Mas organizações não-governamentais manifestaram preocupação com a solução encontrada pelas autoridades. “O que vai acontecer com os milhares de menores que vão continuar chegando?”, perguntou Samuel Hanryon, porta-voz dos Médicos Sem Fronteiras. “Enquanto houver os mesmos fluxos migratórios, e as mesmas políticas de migração em ambos os lados do Canal, nada vai mudar.”
Segundo Brice, a França deve receber no máximo 100 mil pedidos de asilo este ano, ou 20% a mais do que no ano passado. O país se comprometeu a acolher 30 mil refugiados que estão nos países que fazem fronteira com a Síria, assim como na Itália e na Grécia, conforme o Plano de Reassentamento da União Europeia. Cerca de 4 mil já foram recebidos.

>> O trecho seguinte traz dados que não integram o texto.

//! Orchestration of one distributed multiply `y = A x`.
//!
//! Every rank runs [`SpmvContext::run`] with the same options. The collective
//! sequence is identical on all ranks, including the failure path: the root
//! decides validity locally and broadcasts a flag before any point-to-point
//! traffic, so a failed root never leaves workers waiting on a bucket.
//!
//! Root-held global buffers (matrix entries, vector entries) are moved into the
//! phase that consumes them and dropped there.

use tracing::{debug, error, info, info_span, warn};

use crate::config::SpmvOptions;
use crate::distribute::{gather_result, partition_rows, scatter_entries};
use crate::error::SpmvError;
use crate::io::{MarketMatrix, read_matrix_market, write_vector_file};
use crate::matrix::{CoordinateEntry, VectorShape, dense_vector_from_entries, to_csr_windowed};
use crate::parallel::Comm;

/// What the root reports after a successful run.
#[derive(Debug, Clone, Copy, PartialEq, Eq)]
pub struct RunSummary {
    pub rows: usize,
    pub cols: usize,
    /// Entries written to the output (above the zero tolerance).
    pub nnz_written: usize,
    /// Stored entries, summed over all ranks, whose column did not address the vector.
    pub skipped_columns: usize,
}

/// Validated inputs, only ever materialized on the root.
struct RootInputs {
    matrix: MarketMatrix,
    vector: MarketMatrix,
    vector_shape: VectorShape,
    vector_len: usize,
}

/// Context for one distributed multiply on one rank.
pub struct SpmvContext<'a, C: Comm> {
    comm: &'a C,
    options: SpmvOptions,
}

impl<'a, C: Comm> SpmvContext<'a, C> {
    pub fn new(comm: &'a C, options: SpmvOptions) -> Self {
        Self { comm, options }
    }

    fn load_inputs(&self) -> Result<RootInputs, SpmvError> {
        let matrix = read_matrix_market(&self.options.matrix_path)?;
        let vector = read_matrix_market(&self.options.vector_path)?;
        let (vector_shape, vector_len) = VectorShape::infer(vector.rows, vector.cols)?;
        if matrix.cols != vector_len {
            return Err(SpmvError::DimensionMismatch { matrix_cols: matrix.cols, vector_len });
        }
        let outside = matrix
            .entries
            .iter()
            .filter(|e| e.row >= matrix.rows || e.column >= matrix.cols)
            .count();
        if outside > 0 {
            warn!(outside, rows = matrix.rows, cols = matrix.cols, "matrix entries outside the declared shape");
        }
        Ok(RootInputs { matrix, vector, vector_shape, vector_len })
    }

    /// Run the whole pipeline on this rank.
    ///
    /// Returns `Ok(Some(summary))` on the root, `Ok(None)` on other ranks. When
    /// root validation fails, the root returns its specific error and every other
    /// rank returns [`SpmvError::ValidationFailed`].
    pub fn run(&self) -> Result<Option<RunSummary>, SpmvError> {
        let comm = self.comm;
        let root = self.options.root;
        let is_root = comm.is_root(root);
        let _span = info_span!("spmv", rank = comm.rank(), size = comm.size()).entered();

        // 1-2: validate on root, then agree on the outcome everywhere
        let loaded = if is_root { Some(self.load_inputs()) } else { None };
        let mut valid = [u64::from(matches!(loaded, Some(Ok(_))))];
        comm.broadcast_ints(&mut valid, root)?;
        let inputs = match loaded {
            Some(Ok(inputs)) => Some(inputs),
            Some(Err(err)) => {
                error!(%err, "input validation failed");
                return Err(err);
            }
            None if valid[0] == 0 => return Err(SpmvError::ValidationFailed),
            None => None,
        };

        // 3: shapes
        let mut dims = match &inputs {
            Some(i) => [i.matrix.rows as u64, i.matrix.cols as u64, i.vector_len as u64],
            None => [0; 3],
        };
        comm.broadcast_ints(&mut dims, root)?;
        let [rows, cols, vector_len] = dims.map(|d| d as usize);
        debug!(rows, cols, vector_len, "shapes agreed");

        // split the root buffers so each can be handed to its phase
        let (matrix_entries, vector_input) = match inputs {
            Some(RootInputs { matrix, vector, vector_shape, .. }) => {
                (Some(matrix.entries), Some((vector_shape, vector.entries)))
            }
            None => (None, None),
        };

        // 4-6: partition, distribute, convert
        let dist = partition_rows(rows, comm.size())?;
        let window = dist.range(comm.rank());
        let local_entries = scatter_entries(comm, root, matrix_entries, &dist)?;
        let local = to_csr_windowed(local_entries, window.start, window.end, cols);
        debug!(rows = local.nrows(), nnz = local.nnz(), "local matrix ready");

        // 7: dense vector
        let x = self.broadcast_vector(vector_input, vector_len)?;

        // 8: local multiply
        let skipped = local.out_of_range_columns(x.len());
        if skipped > 0 {
            warn!(skipped, "skipped entries with column outside the vector");
        }
        let local_y = local.multiply(&x);
        drop(local);

        // 9: gather
        let gathered = gather_result(comm, &local_y, root)?;
        let skipped_total: usize = comm
            .gather_ints(&[skipped as u64], root)?
            .iter()
            .map(|&n| n as usize)
            .sum();

        // 10: output, root only
        let Some(y) = gathered else {
            return Ok(None);
        };
        let path = &self.options.output_path;
        let nnz_written = match write_vector_file(path, &y, self.options.zero_tolerance) {
            Ok(n) => n,
            Err(err) => {
                error!(%err, "output write failed");
                return Err(err);
            }
        };
        info!(path = %path.display(), nnz = nnz_written, "wrote output");
        Ok(Some(RunSummary { rows, cols, nnz_written, skipped_columns: skipped_total }))
    }

    /// Build the dense vector on root (consuming its entries) and broadcast
    /// length, then values, to every rank.
    fn broadcast_vector(
        &self,
        input: Option<(VectorShape, Vec<CoordinateEntry>)>,
        vector_len: usize,
    ) -> Result<Vec<f64>, SpmvError> {
        let root = self.options.root;
        let mut x = match input {
            Some((shape, entries)) => dense_vector_from_entries(shape, vector_len, &entries),
            None => Vec::new(),
        };
        let mut len = [x.len() as u64];
        self.comm.broadcast_ints(&mut len, root)?;
        x.resize(len[0] as usize, 0.0);
        if !x.is_empty() {
            self.comm.broadcast_floats(&mut x, root)?;
        }
        Ok(x)
    }
}
//! Row-block distribution of a matrix across the ranks of a job.
//!
//! - [`partition`]: contiguous, balanced row ranges per rank.
//! - [`protocol`]: framing of an entry bucket on the wire.
//! - [`scatter`]: root-driven fan-out of coordinate entries to their owners.
//! - [`gather`]: variable-size collection of local results on the root.

pub mod gather;
pub mod partition;
pub mod protocol;
pub mod scatter;

pub use gather::{displacements, gather_result};
pub use partition::{RowDistribution, partition_rows};
pub use scatter::{bucket_by_owner, scatter_entries};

Os migrantes reagiram de formas diversas: uns, ansiosos para sair da Selva e com esperança de começar uma vida nova na França; outros, insistindo que queriam ou precisavam ir para a Grã-Bretanha.
“Estou aqui há três meses, mas não é nada bom”, disse ao jornal The New York Times o sudanês Hassan Khaled, de 26 anos, que fugiu do conflito em Darfur. “Não é Europa estar na Selva. Eu vim aqui para procurar uma vida nova, pessoas novas, civilizações novas. Mas aqui sinto que ainda estou na África.”